Create an internal Network load balancer with AWS Copilot

Question

I am trying to deploy bitnami/openldap container in ECS using AWS Copilot as a backend service with a internal NLB (Couldn't go with ALB since bitnami/openldap does not have a http healthcheck endpoint).

I have the following config in Copilot service manifest.

name: ldap2023
type: Backend Service

nlb:
  port: 1389/tcp
  healthcheck:
    healthy_threshold: 3
    unhealthy_threshold: 10
    grace_period: 120s
    interval: 15s
    timeout: 10s

network:
  vpc:
    placement: private

But when I deploy the service a NLB is not created. R53 dns record is directly pointing to the ECS task ip.
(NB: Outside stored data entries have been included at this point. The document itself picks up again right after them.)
//! Per-session state with namespaced, typed attributes.
//!
//! A [`SessionState`] is a bag of attributes keyed `"{namespace}.{name}"`
//! plus named transcripts. Pages see it through a [`PageSessionState`]
//! view, which prefixes every key with the page namespace. Attributes are
//! declared once with a default and keep that type for the session's life.

use std::any::Any;
use std::collections::HashMap;
use std::sync::{Arc, Mutex};

use chrono::{DateTime, Duration, Utc};
use tracing::{debug, info};
use uuid::Uuid;

use ragchat_core::error::{RagChatError, Result};
use ragchat_core::types::ChatMessage;

type AttrValue = Box<dyn Any + Send + Sync>;

// =============================================================================
// SessionState
// =============================================================================

/// State owned by one browser or API session.
pub struct SessionState {
    id: Uuid,
    attrs: HashMap<String, AttrValue>,
    transcripts: HashMap<String, Vec<ChatMessage>>,
    created_at: DateTime<Utc>,
}

impl std::fmt::Debug for SessionState {
    fn fmt(&self, f: &mut std::fmt::Formatter<'_>) -> std::fmt::Result {
        let mut keys: Vec<&String> = self.attrs.keys().collect();
        keys.sort();
        f.debug_struct("SessionState")
            .field("id", &self.id)
            .field("attrs", &keys)
            .field("created_at", &self.created_at)
            .finish()
    }
}

impl SessionState {
    pub fn new(id: Uuid) -> Self {
        Self {
            id,
            attrs: HashMap::new(),
            transcripts: HashMap::new(),
            created_at: Utc::now(),
        }
    }

    pub fn id(&self) -> Uuid {
        self.id
    }

    pub fn created_at(&self) -> DateTime<Utc> {
        self.created_at
    }

    /// Namespaced view for one page.
    pub fn page(&mut self, namespace: &str) -> PageSessionState<'_> {
        PageSessionState {
            namespace: namespace.to_string(),
            state: self,
        }
    }
}

// =============================================================================
// PageSessionState
// =============================================================================

/// A [`SessionState`] seen through one page namespace.
pub struct PageSessionState<'a> {
    namespace: String,
    state: &'a mut SessionState,
}

impl PageSessionState<'_> {
    fn key(&self, name: &str) -> String {
        format!("{}.{}", self.namespace, name)
    }

    pub fn session_id(&self) -> Uuid {
        self.state.id
    }

    /// Declare an attribute with its default.
    ///
    /// Returns `true` if the attribute was created by this call. An existing
    /// value is left untouched.
    pub fn initn_attr<T: Any + Send + Sync>(&mut self, name: &str, default: T) -> bool {
        let key = self.key(name);
        if self.state.attrs.contains_key(&key) {
            return false;
        }
        debug!(session_id = %self.state.id, key = %key, "Attribute initialized");
        self.state.attrs.insert(key, Box::new(default));
        true
    }

    pub fn is_init(&self, name: &str) -> bool {
        self.state.attrs.contains_key(&self.key(name))
    }

    pub fn get<T: Any>(&self, name: &str) -> Result<&T> {
        let key = self.key(name);
        self.state
            .attrs
            .get(&key)
            .ok_or_else(|| RagChatError::Session(format!("attribute '{}' read before init", key)))?
            .downcast_ref::<T>()
            .ok_or_else(|| RagChatError::Session(format!("attribute '{}' has another type", key)))
    }

    pub fn get_mut<T: Any>(&mut self, name: &str) -> Result<&mut T> {
        let key = self.key(name);
        self.state
            .attrs
            .get_mut(&key)
            .ok_or_else(|| RagChatError::Session(format!("attribute '{}' read before init", key)))?
            .downcast_mut::<T>()
            .ok_or_else(|| RagChatError::Session(format!("attribute '{}' has another type", key)))
    }

    /// Overwrite an initialized attribute. The value must keep its type.
    pub fn set<T: Any + Send + Sync>(&mut self, name: &str, value: T) -> Result<()> {
        *self.get_mut::<T>(name)? = value;
        Ok(())
    }

    pub fn add_chat_msg(&mut self, list: &str, message: ChatMessage) {
        let key = self.key(list);
        self.state.transcripts.entry(key).or_default().push(message);
    }

    pub fn chat_msgs(&self, list: &str) -> &[ChatMessage] {
        self.state
            .transcripts
            .get(&self.key(list))
            .map(Vec::as_slice)
            .unwrap_or(&[])
    }

    pub fn clear_chat_msgs(&mut self, list: &str) {
        if let Some(messages) = self.state.transcripts.get_mut(&self.key(list)) {
            messages.clear();
        }
    }
}

// =============================================================================
// SessionStore
// =============================================================================

/// Shared handle to one session. Holding the lock serializes its turns.
pub type SessionHandle = Arc<tokio::sync::Mutex<SessionState>>;

struct StoreEntry {
    handle: SessionHandle,
    last_access: DateTime<Utc>,
}

/// Live sessions keyed by id, dropped after a period of inactivity.
pub struct SessionStore {
    sessions: Mutex<HashMap<Uuid, StoreEntry>>,
    idle_timeout: Duration,
}

impl SessionStore {
    pub fn new(idle_timeout_minutes: u32) -> Self {
        Self {
            sessions: Mutex::new(HashMap::new()),
            idle_timeout: Duration::minutes(i64::from(idle_timeout_minutes)),
        }
    }

    fn lock(&self) -> Result<std::sync::MutexGuard<'_, HashMap<Uuid, StoreEntry>>> {
        self.sessions
            .lock()
            .map_err(|e| RagChatError::Session(format!("session store lock poisoned: {}", e)))
    }

    fn is_idle(&self, entry: &StoreEntry, now: DateTime<Utc>) -> bool {
        now - entry.last_access > self.idle_timeout
    }

    pub fn create(&self) -> Result<(Uuid, SessionHandle)> {
        let id = Uuid::new_v4();
        let handle: SessionHandle = Arc::new(tokio::sync::Mutex::new(SessionState::new(id)));
        self.lock()?.insert(
            id,
            StoreEntry {
                handle: Arc::clone(&handle),
                last_access: Utc::now(),
            },
        );
        info!(session_id = %id, "Session created");
        Ok((id, handle))
    }

    /// Look up a session and refresh its idle clock.
    pub fn get(&self, id: Uuid) -> Result<SessionHandle> {
        let now = Utc::now();
        let mut sessions = self.lock()?;
        let idle = match sessions.get(&id) {
            Some(entry) => self.is_idle(entry, now),
            None => return Err(RagChatError::SessionNotFound(id)),
        };
        if idle {
            sessions.remove(&id);
            info!(session_id = %id, "Session expired");
            return Err(RagChatError::SessionNotFound(id));
        }
        let entry = sessions
            .get_mut(&id)
            .ok_or(RagChatError::SessionNotFound(id))?;
        entry.last_access = now;
        Ok(Arc::clone(&entry.handle))
    }

    pub fn remove(&self, id: Uuid) -> Result<()> {
        match self.lock()?.remove(&id) {
            Some(_) => {
                info!(session_id = %id, "Session removed");
                Ok(())
            }
            None => Err(RagChatError::SessionNotFound(id)),
        }
    }

    /// Drop every idle session. Returns how many were removed.
    pub fn purge_expired(&self) -> Result<usize> {
        let now = Utc::now();
        let mut sessions = self.lock()?;
        let before = sessions.len();
        sessions.retain(|_, entry| !self.is_idle(entry, now));
        let purged = before - sessions.len();
        if purged > 0 {
            info!(purged, "Expired sessions purged");
        }
        Ok(purged)
    }

    pub fn len(&self) -> usize {
        self.lock().map(|s| s.len()).unwrap_or(0)
    }

    pub fn is_empty(&self) -> bool {
        self.len() == 0
    }
}

#[cfg(test)]
mod tests {
    use super::*;

    #[test]
    fn test_initn_attr_only_sets_once() {
        let mut state = SessionState::new(Uuid::new_v4());
        let mut page = state.page("ragchat");
        assert!(page.initn_attr("count", 1u32));
        assert!(!page.initn_attr("count", 5u32));
        assert_eq!(*page.get::<u32>("count").unwrap(), 1);
    }

    #[test]
    fn test_namespaces_are_isolated() {
        let mut state = SessionState::new(Uuid::new_v4());
        state.page("a").initn_attr("mode", "plain".to_string());
        state.page("b").initn_attr("mode", "agentic".to_string());
        assert_eq!(state.page("a").get::<String>("mode").unwrap(), "plain");
        assert_eq!(state.page("b").get::<String>("mode").unwrap(), "agentic");
    }

    #[test]
    fn test_get_before_init_is_an_error() {
        let mut state = SessionState::new(Uuid::new_v4());
        let page = state.page("ragchat");
        assert!(matches!(
            page.get::<u32>("missing"),
            Err(RagChatError::Session(_))
        ));
    }

    #[test]
    fn test_set_keeps_declared_type() {
        let mut state = SessionState::new(Uuid::new_v4());
        let mut page = state.page("ragchat");
        page.initn_attr("uid", Option::<String>::None);
        page.set("uid", Some("u1".to_string())).unwrap();
        assert_eq!(
            page.get::<Option<String>>("uid").unwrap().as_deref(),
            Some("u1")
        );
        assert!(page.set("uid", 7u8).is_err());
        assert!(page.set("never_declared", 7u8).is_err());
    }

    #[test]
    fn test_chat_lists() {
        let mut state = SessionState::new(Uuid::new_v4());
        let mut page = state.page("ragchat");
        assert!(page.chat_msgs("messages").is_empty());
        page.add_chat_msg("messages", ChatMessage::user("hi"));
        page.add_chat_msg("messages", ChatMessage::assistant("hello"));
        assert_eq!(page.chat_msgs("messages").len(), 2);
        assert!(state.page("other").chat_msgs("messages").is_empty());

        let mut page = state.page("ragchat");
        page.clear_chat_msgs("messages");
        assert!(page.chat_msgs("messages").is_empty());
    }

    #[test]
    fn test_store_create_get_remove() {
        let store = SessionStore::new(60);
        let (id, _) = store.create().unwrap();
        assert_eq!(store.len(), 1);
        assert!(store.get(id).is_ok());
        store.remove(id).unwrap();
        assert!(matches!(
            store.get(id),
            Err(RagChatError::SessionNotFound(_))
        ));
        assert!(store.remove(id).is_err());
    }

    #[test]
    fn test_store_expires_idle_sessions() {
        let store = SessionStore::new(0);
        let (id, _) = store.create().unwrap();
        {
            let mut sessions = store.sessions.lock().unwrap();
            sessions.get_mut(&id).unwrap().last_access = Utc::now() - Duration::seconds(5);
        }
        assert!(matches!(
            store.get(id),
            Err(RagChatError::SessionNotFound(_))
        ));
        assert!(store.is_empty());
    }

    #[test]
    fn test_purge_expired() {
        let store = SessionStore::new(1);
        let (stale, _) = store.create().unwrap();
        let (fresh, _) = store.create().unwrap();
        {
            let mut sessions = store.sessions.lock().unwrap();
            sessions.get_mut(&stale).unwrap().last_access = Utc::now() - Duration::minutes(2);
        }
        assert_eq!(store.purge_expired().unwrap(), 1);
        assert!(store.get(fresh).is_ok());
    }

    #[tokio::test]
    async fn test_handle_shares_state() {
        let store = SessionStore::new(60);
        let (id, handle) = store.create().unwrap();
        handle.lock().await.page("p").initn_attr("n", 3i32);
        let again = store.get(id).unwrap();
        let mut state = again.lock().await;
        assert_eq!(*state.page("p").get::<i32>("n").unwrap(), 3);
    }
}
Is it not possible to use NLB with backend service?

Can't find it in docs but it is not mentioned that it is not possible as well. For Load balanced web service it has examples for both ALB and NLB!

Answer 1

With the current AWS Copilot capability it is not possible to create a internal NLB with backend service.

Possible workaround:

1. create a Load Balanced Web Service (public NLB)

# copilot/<service>/manifest.yml
name: <service name>
type: Load Balanced Web Service
nlb:
  port: 80/tcp

2. create a YAML patch to modify the NLB to internal

# copilot/<service>/overrides/cfn.patches.yml
# Change the NLB to internal
- op: replace
  path: /Resources/PublicNetworkLoadBalancer/Properties/Scheme
  value: internal
# Add a Name to the NLB (otherwise the automatically generated name will contain 'public', which is confusing)
- op: add
  path: /Resources/PublicNetworkLoadBalancer/Properties/Name
  value: !Sub "${AppName}-${EnvName}-${WorkloadName}-NLB"

Hopefully there will be a feature/option in the future!